Postby Brock » Sat Jul 22, 2017 8:48 am

In our literature there are many references to alcoholics being like actors, like this from into action in the big book - “More than most people, the alcoholic leads a double life. He is very much the actor. To the outer world he presents his stage character. This is the one he likes his fellows to see. He wants to enjoy a certain reputation, but knows in his heart he doesn't deserve it.”

Like you I am put off by a particular person at a meeting I attend, and I haven't found it easy to get over. When we read uplifting or spiritual type literature we often see suggestions to avoid toxic or arrogant people. The well known poem Desiderata, which was a popular recording, has a line - “Avoid loud and aggressive persons, they are vexations to the spirit.” Then we come to AA and they say accept everybody, don't avoid them, kind of confusing.

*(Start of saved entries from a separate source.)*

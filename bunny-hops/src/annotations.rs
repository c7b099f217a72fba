//! Annotations read by the urunc runtime.

use crate::error::{HopsError, HopsResult};
use crate::hops::Platform;
use std::collections::BTreeMap;

pub const ANNOTATION_PREFIX: &str = "com.urunc.unikernel.";
pub const UNIKERNEL_TYPE: &str = "com.urunc.unikernel.unikernelType";
pub const UNIKERNEL_VERSION: &str = "com.urunc.unikernel.unikernelVersion";
pub const HYPERVISOR: &str = "com.urunc.unikernel.hypervisor";
pub const CMDLINE: &str = "com.urunc.unikernel.cmdline";
pub const BINARY: &str = "com.urunc.unikernel.binary";
pub const INITRD: &str = "com.urunc.unikernel.initrd";
pub const BLOCK: &str = "com.urunc.unikernel.block";
pub const BLOCK_MOUNT_POINT: &str = "com.urunc.unikernel.blkMntPoint";
pub const MOUNT_ROOTFS: &str = "com.urunc.unikernel.mountRootfs";

/// Build the annotation map of a planned image.
///
/// `rootfs_type` is the effective type, or empty when the request has no
/// rootfs at all. Initrd and block keys are only written when there is a
/// rootfs file to point at.
///
/// # Errors
///
/// Returns an invariant error for a rootfs type outside the closed set.
pub fn build_annotations(
    platform: &Platform,
    cmd: &[String],
    kernel_path: &str,
    rootfs_path: &str,
    rootfs_type: &str,
) -> HopsResult<BTreeMap<String, String>> {
    let mut annotations = BTreeMap::new();
    annotations.insert(UNIKERNEL_TYPE.to_string(), platform.framework.clone());
    annotations.insert(HYPERVISOR.to_string(), platform.monitor.clone());
    annotations.insert(CMDLINE.to_string(), cmd.join(" "));
    annotations.insert(BINARY.to_string(), kernel_path.to_string());
    annotations.insert(MOUNT_ROOTFS.to_string(), "false".to_string());
    if !platform.version.is_empty() {
        annotations.insert(UNIKERNEL_VERSION.to_string(), platform.version.clone());
    }

    match rootfs_type {
        "" => {}
        "initrd" => {
            if !rootfs_path.is_empty() {
                annotations.insert(INITRD.to_string(), rootfs_path.to_string());
            }
        }
        "block" => {
            if !rootfs_path.is_empty() {
                annotations.insert(BLOCK.to_string(), rootfs_path.to_string());
                annotations.insert(BLOCK_MOUNT_POINT.to_string(), "/".to_string());
            }
        }
        "raw" => {
            annotations.insert(MOUNT_ROOTFS.to_string(), "true".to_string());
        }
        other => {
            return Err(HopsError::Invariant(format!(
                "Unexpected RootfsType value: {other}"
            )));
        }
    }
    Ok(annotations)
}
//! Base selection and copy planning.
//!
//! Given the resolved kernel and rootfs entries, decide which state the
//! final image starts from and which files have to be copied into it. A
//! remote or synthesized entry is reused as the base when it can be, so the
//! upstream image keeps its configuration and nothing is copied twice.
//! Copied content always lands on the canonical paths of [`HopsConfig`].

use crate::config::HopsConfig;
use crate::entry::{Origin, SourceEntry};
use crate::error::{HopsError, HopsResult};
use crate::plan::PackCopy;
use bunny_llb::State;
use tracing::debug;

/// Outcome of base selection.
#[derive(Debug, Clone)]
pub struct BaseSelection {
    pub base: State,
    /// Reference the base was pulled from, `scratch` otherwise
    pub base_ref: String,
    pub copies: Vec<PackCopy>,
    /// Kernel location inside the final image
    pub kernel_path: String,
    /// Rootfs location inside the final image, empty without a rootfs file
    pub rootfs_path: String,
}

impl BaseSelection {
    fn set_base(&mut self, entry: &SourceEntry) {
        self.base = entry.state.clone();
        self.base_ref = match &entry.origin {
            Origin::Remote(reference) => reference.clone(),
            _ => "scratch".to_string(),
        };
    }

    fn push_copy(&mut self, entry: &SourceEntry, dst: &str) {
        self.copies.push(PackCopy {
            state: entry.state.clone(),
            src: entry.file_path.clone(),
            dst: dst.to_string(),
        });
    }
}

/// Choose the base state and the copies for one request.
///
/// # Errors
///
/// Returns a validation error when the kernel entry is empty.
pub fn set_base_and_get_paths(
    kernel: &SourceEntry,
    rootfs: &SourceEntry,
    config: &HopsConfig,
) -> HopsResult<BaseSelection> {
    let mut selection = BaseSelection {
        base: State::scratch(),
        base_ref: "scratch".to_string(),
        copies: Vec::new(),
        kernel_path: String::new(),
        rootfs_path: String::new(),
    };

    let mut kernel_copied = false;
    match &kernel.origin {
        Origin::Empty => {
            return Err(HopsError::Validation(
                "kernel source must not be empty".to_string(),
            ));
        }
        Origin::Local => {
            selection.push_copy(kernel, &config.kernel_path);
            selection.kernel_path = config.kernel_path.clone();
            kernel_copied = true;
        }
        Origin::Remote(_) | Origin::Scratch => {
            selection.set_base(kernel);
            selection.kernel_path = kernel.file_path.clone();
        }
    }

    let mut rootfs_copied = false;
    match &rootfs.origin {
        Origin::Empty => {}
        Origin::Local => {
            selection.push_copy(rootfs, &config.rootfs_path);
            selection.rootfs_path = config.rootfs_path.clone();
            rootfs_copied = true;
        }
        Origin::Scratch | Origin::Remote(_) if !rootfs.file_path.is_empty() => {
            selection.push_copy(rootfs, &config.rootfs_path);
            selection.rootfs_path = config.rootfs_path.clone();
            rootfs_copied = true;
        }
        Origin::Scratch | Origin::Remote(_) => {
            selection.set_base(rootfs);
        }
    }

    // Both entries only offered themselves as a base, and the rootfs won.
    // The kernel still needs a fixed home in the image.
    if !kernel_copied && !rootfs_copied && !rootfs.is_empty() {
        selection.push_copy(kernel, &config.kernel_path);
        selection.kernel_path = config.kernel_path.clone();
    }

    debug!(
        base = %selection.base_ref,
        copies = selection.copies.len(),
        kernel = %selection.kernel_path,
        rootfs = %selection.rootfs_path,
        "Selected base"
    );
    Ok(selection)
}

To me it's all a bunch of egos in conflict sometimes, and it's easy to see acting in others but more difficult to see it in ourselves, by you saying you notice when you get false, that to me is one of the keys to a happy life. If I can see it I can do something about it, many seem to just act out their lives, and I am certain the happiest persons are as close to living as if nobody is watching as possible.

What has helped me get a better understanding is some of the writing of Eckart Tolle, one of his books 'A New Earth' which is available free on Google pdf, the first half or so of it is all about ego. I have read that maybe three or four times, and still will do so again every few months, not that easy to read not a novel, but a bit each day is fine. It took me a while to understand, but when I did, resentments like these became easier to handle. He sort of convinced me that's it my own ego hanging on to the resentment, that it actually likes punishing me by going back to my problems with this person or that.

You certainly are not alone in feeling things like this, and when we find the solution we realize it was a good thing that person came along, yes they cause us to suffer a bit by their actions, but that leads us to look for the solution and a happier life all round, best of luck with this.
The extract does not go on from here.